> [STUDY MATERIAL]

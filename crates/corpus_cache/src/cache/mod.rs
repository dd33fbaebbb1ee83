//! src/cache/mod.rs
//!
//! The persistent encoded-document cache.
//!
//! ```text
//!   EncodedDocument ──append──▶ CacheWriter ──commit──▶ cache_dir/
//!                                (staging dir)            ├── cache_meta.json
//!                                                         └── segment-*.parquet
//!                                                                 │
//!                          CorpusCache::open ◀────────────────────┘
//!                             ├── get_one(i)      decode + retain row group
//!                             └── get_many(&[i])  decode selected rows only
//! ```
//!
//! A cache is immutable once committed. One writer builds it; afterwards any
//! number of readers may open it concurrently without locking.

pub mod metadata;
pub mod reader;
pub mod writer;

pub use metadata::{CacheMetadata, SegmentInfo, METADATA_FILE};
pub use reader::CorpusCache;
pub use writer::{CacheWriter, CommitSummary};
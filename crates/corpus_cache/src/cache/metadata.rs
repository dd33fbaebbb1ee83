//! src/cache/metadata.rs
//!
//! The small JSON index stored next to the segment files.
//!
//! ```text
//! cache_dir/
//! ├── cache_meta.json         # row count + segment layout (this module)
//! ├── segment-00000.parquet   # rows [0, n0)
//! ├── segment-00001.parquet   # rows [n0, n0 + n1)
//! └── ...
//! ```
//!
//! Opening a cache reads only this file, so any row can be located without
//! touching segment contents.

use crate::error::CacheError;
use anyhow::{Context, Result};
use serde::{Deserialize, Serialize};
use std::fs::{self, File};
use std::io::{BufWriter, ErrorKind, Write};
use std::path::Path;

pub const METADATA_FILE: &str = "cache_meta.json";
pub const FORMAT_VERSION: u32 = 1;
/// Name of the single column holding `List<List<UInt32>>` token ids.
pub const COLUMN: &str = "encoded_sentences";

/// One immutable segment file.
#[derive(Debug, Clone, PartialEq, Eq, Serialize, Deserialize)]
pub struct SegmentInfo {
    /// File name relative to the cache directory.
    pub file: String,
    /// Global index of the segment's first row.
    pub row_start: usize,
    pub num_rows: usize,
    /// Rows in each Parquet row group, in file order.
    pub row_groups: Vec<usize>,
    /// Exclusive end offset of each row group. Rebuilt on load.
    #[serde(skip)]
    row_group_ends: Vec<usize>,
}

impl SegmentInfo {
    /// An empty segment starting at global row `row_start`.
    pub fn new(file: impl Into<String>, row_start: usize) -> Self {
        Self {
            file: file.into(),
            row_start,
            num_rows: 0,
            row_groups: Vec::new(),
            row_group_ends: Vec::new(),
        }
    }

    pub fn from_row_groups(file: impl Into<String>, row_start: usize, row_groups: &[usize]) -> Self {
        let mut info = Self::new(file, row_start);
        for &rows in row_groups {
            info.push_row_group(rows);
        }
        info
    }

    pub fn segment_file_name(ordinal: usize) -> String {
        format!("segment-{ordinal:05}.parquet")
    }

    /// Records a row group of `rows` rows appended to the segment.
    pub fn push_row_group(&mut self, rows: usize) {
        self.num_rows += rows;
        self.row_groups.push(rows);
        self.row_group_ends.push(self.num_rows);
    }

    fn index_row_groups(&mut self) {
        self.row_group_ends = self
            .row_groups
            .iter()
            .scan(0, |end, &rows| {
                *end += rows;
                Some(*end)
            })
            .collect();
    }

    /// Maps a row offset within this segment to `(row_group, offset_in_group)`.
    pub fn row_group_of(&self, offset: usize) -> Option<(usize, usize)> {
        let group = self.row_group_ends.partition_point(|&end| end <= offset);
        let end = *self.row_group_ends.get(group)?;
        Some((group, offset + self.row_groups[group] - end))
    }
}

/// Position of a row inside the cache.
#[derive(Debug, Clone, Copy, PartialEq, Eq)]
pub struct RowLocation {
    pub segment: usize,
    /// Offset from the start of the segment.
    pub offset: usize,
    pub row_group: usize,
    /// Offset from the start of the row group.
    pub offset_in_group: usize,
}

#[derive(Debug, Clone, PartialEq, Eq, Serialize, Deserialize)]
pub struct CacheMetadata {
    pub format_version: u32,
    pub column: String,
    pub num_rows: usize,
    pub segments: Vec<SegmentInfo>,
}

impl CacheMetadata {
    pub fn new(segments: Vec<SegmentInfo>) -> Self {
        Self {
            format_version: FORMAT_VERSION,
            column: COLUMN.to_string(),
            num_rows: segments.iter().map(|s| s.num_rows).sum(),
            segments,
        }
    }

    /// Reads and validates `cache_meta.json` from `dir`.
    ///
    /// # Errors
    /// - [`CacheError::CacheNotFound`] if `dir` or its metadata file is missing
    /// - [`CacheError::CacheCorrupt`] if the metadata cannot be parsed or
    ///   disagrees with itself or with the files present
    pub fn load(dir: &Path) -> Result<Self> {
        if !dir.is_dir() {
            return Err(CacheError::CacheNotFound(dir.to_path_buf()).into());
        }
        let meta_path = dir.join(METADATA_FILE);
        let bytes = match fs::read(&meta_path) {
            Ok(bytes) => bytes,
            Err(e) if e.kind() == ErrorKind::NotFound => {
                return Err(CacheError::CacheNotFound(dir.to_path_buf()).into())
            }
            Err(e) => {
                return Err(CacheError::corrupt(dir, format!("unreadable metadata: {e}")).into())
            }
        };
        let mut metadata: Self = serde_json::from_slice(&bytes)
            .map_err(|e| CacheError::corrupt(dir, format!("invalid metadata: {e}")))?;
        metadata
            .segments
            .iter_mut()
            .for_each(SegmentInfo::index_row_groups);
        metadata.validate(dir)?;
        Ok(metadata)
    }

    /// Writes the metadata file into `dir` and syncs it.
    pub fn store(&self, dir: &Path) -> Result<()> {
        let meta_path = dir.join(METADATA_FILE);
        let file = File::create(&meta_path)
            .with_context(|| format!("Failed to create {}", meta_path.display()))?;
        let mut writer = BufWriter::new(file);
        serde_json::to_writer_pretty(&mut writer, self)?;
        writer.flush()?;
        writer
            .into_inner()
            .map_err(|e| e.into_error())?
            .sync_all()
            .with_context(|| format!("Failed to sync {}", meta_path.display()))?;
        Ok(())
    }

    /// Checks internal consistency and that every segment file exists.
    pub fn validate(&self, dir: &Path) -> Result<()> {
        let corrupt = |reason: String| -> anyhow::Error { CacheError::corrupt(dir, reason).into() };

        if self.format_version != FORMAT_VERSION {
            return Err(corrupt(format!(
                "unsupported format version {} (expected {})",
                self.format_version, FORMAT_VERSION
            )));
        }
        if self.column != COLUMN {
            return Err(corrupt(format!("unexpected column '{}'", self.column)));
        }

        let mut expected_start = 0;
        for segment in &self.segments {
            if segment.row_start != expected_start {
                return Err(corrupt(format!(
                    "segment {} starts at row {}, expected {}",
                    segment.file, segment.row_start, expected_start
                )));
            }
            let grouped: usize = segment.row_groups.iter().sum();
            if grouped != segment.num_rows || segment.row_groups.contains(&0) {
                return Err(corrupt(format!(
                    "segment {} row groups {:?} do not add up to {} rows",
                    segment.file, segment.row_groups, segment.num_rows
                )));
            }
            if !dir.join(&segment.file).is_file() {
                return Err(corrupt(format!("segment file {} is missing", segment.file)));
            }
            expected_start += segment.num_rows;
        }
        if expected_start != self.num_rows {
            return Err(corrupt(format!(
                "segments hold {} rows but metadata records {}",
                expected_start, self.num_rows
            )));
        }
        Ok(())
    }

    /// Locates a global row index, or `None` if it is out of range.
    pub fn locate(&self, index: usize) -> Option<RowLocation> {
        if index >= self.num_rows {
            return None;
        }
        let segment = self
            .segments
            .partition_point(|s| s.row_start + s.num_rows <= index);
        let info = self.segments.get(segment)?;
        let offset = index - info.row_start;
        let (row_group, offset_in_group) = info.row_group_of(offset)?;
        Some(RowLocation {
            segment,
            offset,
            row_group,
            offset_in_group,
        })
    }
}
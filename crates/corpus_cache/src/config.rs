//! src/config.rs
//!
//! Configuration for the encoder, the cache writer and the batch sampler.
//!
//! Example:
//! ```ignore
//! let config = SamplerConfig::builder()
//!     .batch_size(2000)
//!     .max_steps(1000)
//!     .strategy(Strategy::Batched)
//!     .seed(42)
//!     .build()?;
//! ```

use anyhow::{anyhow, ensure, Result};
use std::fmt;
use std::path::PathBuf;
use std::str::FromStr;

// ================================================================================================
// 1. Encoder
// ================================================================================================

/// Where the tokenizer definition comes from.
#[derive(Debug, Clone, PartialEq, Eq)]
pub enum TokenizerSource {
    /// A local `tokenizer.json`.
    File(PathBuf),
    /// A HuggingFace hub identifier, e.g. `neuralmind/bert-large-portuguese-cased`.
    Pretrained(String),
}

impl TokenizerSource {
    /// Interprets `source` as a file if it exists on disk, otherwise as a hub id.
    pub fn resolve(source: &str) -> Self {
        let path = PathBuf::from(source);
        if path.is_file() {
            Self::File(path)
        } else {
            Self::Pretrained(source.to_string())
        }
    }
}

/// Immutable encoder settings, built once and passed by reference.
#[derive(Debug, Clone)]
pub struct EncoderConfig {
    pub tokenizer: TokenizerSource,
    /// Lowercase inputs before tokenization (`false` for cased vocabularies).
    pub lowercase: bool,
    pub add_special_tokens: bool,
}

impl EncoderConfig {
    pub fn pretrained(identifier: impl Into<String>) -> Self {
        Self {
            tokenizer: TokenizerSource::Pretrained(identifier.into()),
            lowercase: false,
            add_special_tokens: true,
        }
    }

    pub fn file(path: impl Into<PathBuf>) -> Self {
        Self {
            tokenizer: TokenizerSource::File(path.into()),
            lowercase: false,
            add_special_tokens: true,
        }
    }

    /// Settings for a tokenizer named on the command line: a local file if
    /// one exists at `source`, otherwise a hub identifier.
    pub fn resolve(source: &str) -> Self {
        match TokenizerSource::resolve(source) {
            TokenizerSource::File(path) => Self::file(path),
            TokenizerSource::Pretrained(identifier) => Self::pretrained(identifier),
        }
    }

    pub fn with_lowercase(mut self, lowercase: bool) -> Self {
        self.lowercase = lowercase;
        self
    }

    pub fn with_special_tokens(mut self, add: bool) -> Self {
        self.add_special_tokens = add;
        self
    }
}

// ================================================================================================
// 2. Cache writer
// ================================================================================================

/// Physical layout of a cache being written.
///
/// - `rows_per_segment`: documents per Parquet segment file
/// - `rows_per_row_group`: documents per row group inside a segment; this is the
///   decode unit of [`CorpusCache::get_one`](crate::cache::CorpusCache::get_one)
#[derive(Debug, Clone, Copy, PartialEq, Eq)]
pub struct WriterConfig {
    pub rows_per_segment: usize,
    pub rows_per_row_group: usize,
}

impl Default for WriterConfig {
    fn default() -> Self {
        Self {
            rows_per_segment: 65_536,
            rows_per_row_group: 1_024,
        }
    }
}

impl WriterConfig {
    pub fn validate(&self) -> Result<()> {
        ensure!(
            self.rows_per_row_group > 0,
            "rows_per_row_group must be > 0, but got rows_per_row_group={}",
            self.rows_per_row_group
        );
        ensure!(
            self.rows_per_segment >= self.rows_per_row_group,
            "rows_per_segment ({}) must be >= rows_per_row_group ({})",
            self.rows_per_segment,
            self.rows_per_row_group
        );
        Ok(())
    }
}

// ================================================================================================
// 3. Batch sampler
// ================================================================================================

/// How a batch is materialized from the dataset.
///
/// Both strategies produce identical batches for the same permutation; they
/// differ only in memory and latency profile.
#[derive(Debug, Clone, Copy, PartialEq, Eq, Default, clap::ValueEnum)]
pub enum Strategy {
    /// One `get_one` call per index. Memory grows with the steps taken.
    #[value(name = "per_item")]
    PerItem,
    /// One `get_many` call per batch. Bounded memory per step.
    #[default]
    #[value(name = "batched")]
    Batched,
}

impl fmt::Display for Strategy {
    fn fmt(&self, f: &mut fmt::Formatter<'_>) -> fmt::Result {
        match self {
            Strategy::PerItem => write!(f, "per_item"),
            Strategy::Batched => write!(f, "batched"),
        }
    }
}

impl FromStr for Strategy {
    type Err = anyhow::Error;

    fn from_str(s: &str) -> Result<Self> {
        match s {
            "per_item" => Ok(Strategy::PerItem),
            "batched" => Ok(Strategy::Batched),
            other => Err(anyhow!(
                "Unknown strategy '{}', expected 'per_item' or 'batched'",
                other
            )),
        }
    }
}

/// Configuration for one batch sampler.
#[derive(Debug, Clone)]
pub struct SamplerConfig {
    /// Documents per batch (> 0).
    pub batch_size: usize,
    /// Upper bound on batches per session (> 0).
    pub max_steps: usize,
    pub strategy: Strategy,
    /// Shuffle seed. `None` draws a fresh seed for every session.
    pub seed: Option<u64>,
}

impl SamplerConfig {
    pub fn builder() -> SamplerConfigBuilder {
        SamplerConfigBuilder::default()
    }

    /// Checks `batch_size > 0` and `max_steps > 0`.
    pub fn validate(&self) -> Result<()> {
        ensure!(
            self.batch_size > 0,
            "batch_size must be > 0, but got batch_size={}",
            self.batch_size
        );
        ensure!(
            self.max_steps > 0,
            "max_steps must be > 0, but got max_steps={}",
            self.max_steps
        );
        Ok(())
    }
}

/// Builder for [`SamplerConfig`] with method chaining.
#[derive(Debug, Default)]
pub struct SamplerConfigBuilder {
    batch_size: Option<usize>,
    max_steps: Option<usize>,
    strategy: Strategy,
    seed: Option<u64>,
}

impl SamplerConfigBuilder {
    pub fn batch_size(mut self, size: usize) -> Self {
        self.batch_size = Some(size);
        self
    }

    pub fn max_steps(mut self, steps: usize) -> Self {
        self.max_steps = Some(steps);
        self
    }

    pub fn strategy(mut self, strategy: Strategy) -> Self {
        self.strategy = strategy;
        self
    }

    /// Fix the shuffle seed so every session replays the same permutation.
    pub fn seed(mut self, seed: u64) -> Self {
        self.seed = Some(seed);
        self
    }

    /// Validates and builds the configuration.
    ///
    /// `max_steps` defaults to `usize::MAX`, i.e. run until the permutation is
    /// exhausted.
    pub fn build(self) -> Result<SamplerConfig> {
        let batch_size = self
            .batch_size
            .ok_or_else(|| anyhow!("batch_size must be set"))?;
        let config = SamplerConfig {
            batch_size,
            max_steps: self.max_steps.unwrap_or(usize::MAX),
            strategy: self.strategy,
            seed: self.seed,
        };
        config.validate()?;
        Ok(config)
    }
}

> [WHAT TO DO]
Could you please find every line of the listing above holding the string "CorpusCache" and copy it?

> [REPLY TO THE TASK]
//!                          CorpusCache::open ◀────────────────────┘
pub use reader::CorpusCache;
///   decode unit of [`CorpusCache::get_one`](crate::cache::CorpusCache::get_one)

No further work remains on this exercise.